- The data -

[Start of Attachment]

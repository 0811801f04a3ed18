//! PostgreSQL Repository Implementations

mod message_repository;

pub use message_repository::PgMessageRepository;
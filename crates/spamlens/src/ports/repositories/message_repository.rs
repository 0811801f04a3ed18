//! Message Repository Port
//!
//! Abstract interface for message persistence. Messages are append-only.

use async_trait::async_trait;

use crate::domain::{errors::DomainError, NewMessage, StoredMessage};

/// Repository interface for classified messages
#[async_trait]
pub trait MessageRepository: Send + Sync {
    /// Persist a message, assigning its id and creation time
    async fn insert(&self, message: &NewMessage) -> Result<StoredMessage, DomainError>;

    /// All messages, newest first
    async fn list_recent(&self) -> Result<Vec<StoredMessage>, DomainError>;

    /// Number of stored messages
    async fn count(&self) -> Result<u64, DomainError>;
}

[End of Attachment]

- Problem -
All of the entries, from the first line to the last, should be duplicated exactly.

- Task answer -
repository 0811801f04a3ed18
//! PostgreSQL Repository Implementations

mod message_repository;

pub use message_repository::PgMessageRepository;
filename crates/spamlens/src/ports/repositories/message_repository.rs
repository 0811801f04a3ed18
//! Message Repository Port
//!
//! Abstract interface for message persistence. Messages are append-only.

use async_trait::async_trait;

use crate::domain::{errors::DomainError, NewMessage, StoredMessage};

/// Repository interface for classified messages
#[async_trait]
pub trait MessageRepository: Send + Sync {
    /// Persist a message, assigning its id and creation time
    async fn insert(&self, message: &NewMessage) -> Result<StoredMessage, DomainError>;

    /// All messages, newest first
    async fn list_recent(&self) -> Result<Vec<StoredMessage>, DomainError>;

    /// Number of stored messages
    async fn count(&self) -> Result<u64, DomainError>;
}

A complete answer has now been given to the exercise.